High priced celebrity services like dog whisperers who rehabilitate dogs and train people are feeling the pinch as are the heretofore-absolutely necessary, totally fabulous, designers who dress the Lower Left Coast for everything, as are cosmetic surgeons and fashionable divorce lawyers. One noted Santa Monica family lawyer wrote to me saying that a wealthy client who’d been fighting her soon-to-be-ex-husband for everything including the riding lawn mower just sent an e-mail instructing him to “finish it up this week so I can stop paying you and he (her husband) has something left to split with me.”

Farther up the Pacific Coast Highway, the wealthy computer geeks on the San Francisco peninsula sit terrified as they watch the daily, shrinking value of their stock options and 401(k) plans, stuffed full with company stock taking a beating. Many are cutting expenses back to the bone which, for them, may mean replacing running shoes twice a year instead of every two weeks.

Southern Belles

A woman in the Deep South whose family roots in the region pre-dates the Confederacy and is still fighting the Civil War, whines about having to cut the number of days her housekeeper comes to clean to only twice a week because the stock market collapse severely injured her trust fund. For a Southern Belle, this must be the ultimate humiliation.

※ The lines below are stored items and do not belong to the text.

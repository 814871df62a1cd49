//! Authentication Provider
//!
//! The method that created an account. Fixed at creation.

use serde::{Deserialize, Serialize};
use std::fmt;

#[derive(Debug, Clone, Copy, PartialEq, Eq, Hash, Serialize, Deserialize)]
#[serde(rename_all = "lowercase")]
pub enum AuthProvider {
    /// Email + password
    Email,
    Google,
    Discord,
}

impl AuthProvider {
    #[inline]
    pub const fn code(&self) -> &'static str {
        match self {
            AuthProvider::Email => "email",
            AuthProvider::Google => "google",
            AuthProvider::Discord => "discord",
        }
    }

    pub fn parse(code: &str) -> Option<Self> {
        match code {
            "email" => Some(AuthProvider::Email),
            "google" => Some(AuthProvider::Google),
            "discord" => Some(AuthProvider::Discord),
            _ => None,
        }
    }

    /// Whether accounts of this provider carry a password hash
    #[inline]
    pub const fn uses_password(&self) -> bool {
        matches!(self, AuthProvider::Email)
    }
}

impl fmt::Display for AuthProvider {
    fn fmt(&self, f: &mut fmt::Formatter<'_>) -> fmt::Result {
        f.write_str(self.code())
    }
}
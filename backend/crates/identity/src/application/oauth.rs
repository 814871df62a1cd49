//! OAuth Reconciliation
//!
//! Authorization-code login against a third-party provider, reconciled with
//! the credential store under "one account, one sign-in method": an email
//! registered through another method is rejected, never merged.

use std::sync::Arc;

use chrono::{DateTime, Utc};
use serde::Deserialize;

use crate::application::{config::IdentityConfig, store_call, token_service::TokenService};
use crate::domain::entity::user::{ProviderProfile, User};
use crate::domain::repository::CredentialStore;
use crate::domain::value_object::{auth_provider::AuthProvider, email::Email};
use crate::error::{AuthError, AuthResult};

// ============================================================================
// Capabilities
// ============================================================================

/// Access token returned by the provider's token endpoint
#[derive(Clone)]
pub struct ProviderToken {
    pub access_token: String,
}

/// One OAuth2 identity provider
#[trait_variant::make(OAuthProvider: Send)]
pub trait LocalOAuthProvider {
    /// Provider family recorded on accounts created through it
    fn kind(&self) -> AuthProvider;

    /// Authorization URL carrying `state`
    fn authorize_url(&self, state: &str) -> String;

    /// ## Errors
    /// `ExchangeFailed`
    async fn exchange_code(&self, code: &str) -> AuthResult<ProviderToken>;

    /// ## Errors
    /// `ProfileFetchFailed`
    async fn fetch_profile(&self, token: &ProviderToken) -> AuthResult<ProviderProfile>;
}

/// Short-lived single-use state values.
///
/// A shared implementation (Redis, a database table) can stand in for the
/// in-memory one in multi-instance deployments.
#[trait_variant::make(OAuthStateStore: Send)]
pub trait LocalOAuthStateStore {
    async fn set(&self, state: &str, expires_at: DateTime<Utc>) -> AuthResult<()>;

    /// Present and unexpired; does not consume
    async fn validate(&self, state: &str) -> AuthResult<bool>;

    async fn remove(&self, state: &str) -> AuthResult<()>;

    /// Atomic check-and-delete: of any number of concurrent callers with the
    /// same state, at most one sees `true`.
    async fn consume(&self, state: &str) -> AuthResult<bool>;
}

// ============================================================================
// Reconciler
// ============================================================================

/// Query parameters of the provider callback
#[derive(Debug, Clone, Default, Deserialize)]
pub struct CallbackParams {
    pub state: Option<String>,
    pub code: Option<String>,
    pub error: Option<String>,
}

/// Outcome of a completed login
#[derive(Debug, Clone)]
pub struct OAuthLogin {
    pub user: User,
    pub token: String,
    /// True when this login created the account
    pub created: bool,
}

pub struct OAuthReconciler<S, P, T>
where
    S: CredentialStore,
    P: OAuthProvider,
    T: OAuthStateStore,
{
    store: Arc<S>,
    provider: Arc<P>,
    states: Arc<T>,
    tokens: Arc<TokenService>,
    config: Arc<IdentityConfig>,
}

impl<S, P, T> OAuthReconciler<S, P, T>
where
    S: CredentialStore,
    P: OAuthProvider,
    T: OAuthStateStore,
{
    pub fn new(
        store: Arc<S>,
        provider: Arc<P>,
        states: Arc<T>,
        tokens: Arc<TokenService>,
        config: Arc<IdentityConfig>,
    ) -> Self {
        Self {
            store,
            provider,
            states,
            tokens,
            config,
        }
    }

    /// Returns `(redirect_url, state)`.
    pub async fn begin_login(&self) -> AuthResult<(String, String)> {
        let state = platform::crypto::random_token();
        let ttl = chrono::Duration::from_std(self.config.oauth_state_ttl)
            .map_err(|e| AuthError::Internal(e.to_string()))?;
        self.states.set(&state, Utc::now() + ttl).await?;

        let url = self.provider.authorize_url(&state);
        tracing::debug!(provider = %self.provider.kind(), "OAuth login started");
        Ok((url, state))
    }

    pub async fn complete_login(&self, params: CallbackParams) -> AuthResult<OAuthLogin> {
        // 1. single-use state, consumed before anything else
        let state = params.state.as_deref().unwrap_or_default();
        if state.is_empty() || !self.states.consume(state).await? {
            return Err(AuthError::InvalidState);
        }

        if let Some(error) = params.error.filter(|e| !e.is_empty()) {
            return Err(AuthError::ExchangeFailed(format!("provider returned error: {error}")));
        }
        let code = params
            .code
            .filter(|c| !c.is_empty())
            .ok_or_else(|| AuthError::ExchangeFailed("callback has no code".to_string()))?;

        // 2. code -> access token
        let access = tokio::time::timeout(
            self.config.profile_timeout,
            self.provider.exchange_code(&code),
        )
        .await
        .map_err(|_| AuthError::ExchangeFailed("token endpoint timed out".to_string()))??;

        // 3. access token -> profile
        let profile = tokio::time::timeout(
            self.config.profile_timeout,
            self.provider.fetch_profile(&access),
        )
        .await
        .map_err(|_| AuthError::ProfileFetchFailed("profile endpoint timed out".to_string()))??;

        // The flow, not the response, names the provider
        let profile = ProviderProfile {
            provider: self.provider.kind(),
            ..profile
        };

        // 4. only provider-verified emails
        if !profile.email_verified {
            return Err(AuthError::EmailNotVerified);
        }
        let email = Email::parse(&profile.email)
            .map_err(|_| AuthError::ProfileFetchFailed("profile email is invalid".to_string()))?;

        // 5. reconcile
        let (user, created) = self.reconcile(email, &profile).await?;

        // 6. session token
        let token = self.tokens.issue(&user.lookup_id, Some(user.role))?;

        tracing::info!(
            lookup_id = %user.lookup_id,
            provider = %profile.provider,
            created,
            "OAuth login completed"
        );

        Ok(OAuthLogin {
            user,
            token,
            created,
        })
    }

    async fn reconcile(&self, email: Email, profile: &ProviderProfile) -> AuthResult<(User, bool)> {
        let timeout = self.config.store_timeout;

        if let Some(existing) = store_call(timeout, self.store.get_by_email(&email)).await? {
            return self.ensure_same_provider(existing).map(|u| (u, false));
        }

        let candidate = User::from_provider(email.clone(), profile);
        match store_call(timeout, self.store.create(&candidate)).await {
            Ok(user) => Ok((user, true)),
            // Lost a race with a concurrent first login for the same email
            Err(AuthError::UserAlreadyExists) => {
                let existing = store_call(timeout, self.store.get_by_email(&email))
                    .await?
                    .ok_or(AuthError::UserAlreadyExists)?;
                self.ensure_same_provider(existing).map(|u| (u, false))
            }
            Err(e) => Err(e),
        }
    }

    fn ensure_same_provider(&self, user: User) -> AuthResult<User> {
        let attempted = self.provider.kind();
        if user.provider != attempted {
            tracing::warn!(
                lookup_id = %user.lookup_id,
                registered = %user.provider,
                %attempted,
                "Sign-in method mismatch"
            );
            return Err(AuthError::IncorrectAuthType);
        }
        Ok(user)
    }
}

I am hearing reports that many wealthy Cuban families in Miami are reducing or eliminating how many US dollars they funnel to relatives still living on the island, an act that hurts both recipients and the Cuban economy. Moreover, this winter the steady flow of American tourists to the island who sidestep idiotic US travel restrictions by flying first to Canada, the Bahamas or Mexico – the Cuban government gleefully cooperates by not stamping American passports, instead putting entry visa’s on a Cuban version of Post-It notes – will be a fraction of what it has been the past 10 years based on reports from travel industry groups.

So, shouldn't we be pitying the troubles of the rich and famous?

No, don't think so. If anything, and I know it’s perverse to say this, but if there is to be an economic collapse it is heartening to see the same problems beset those who used to live in multi-million dollar homes as those struggling to stay in their homes in working class districts.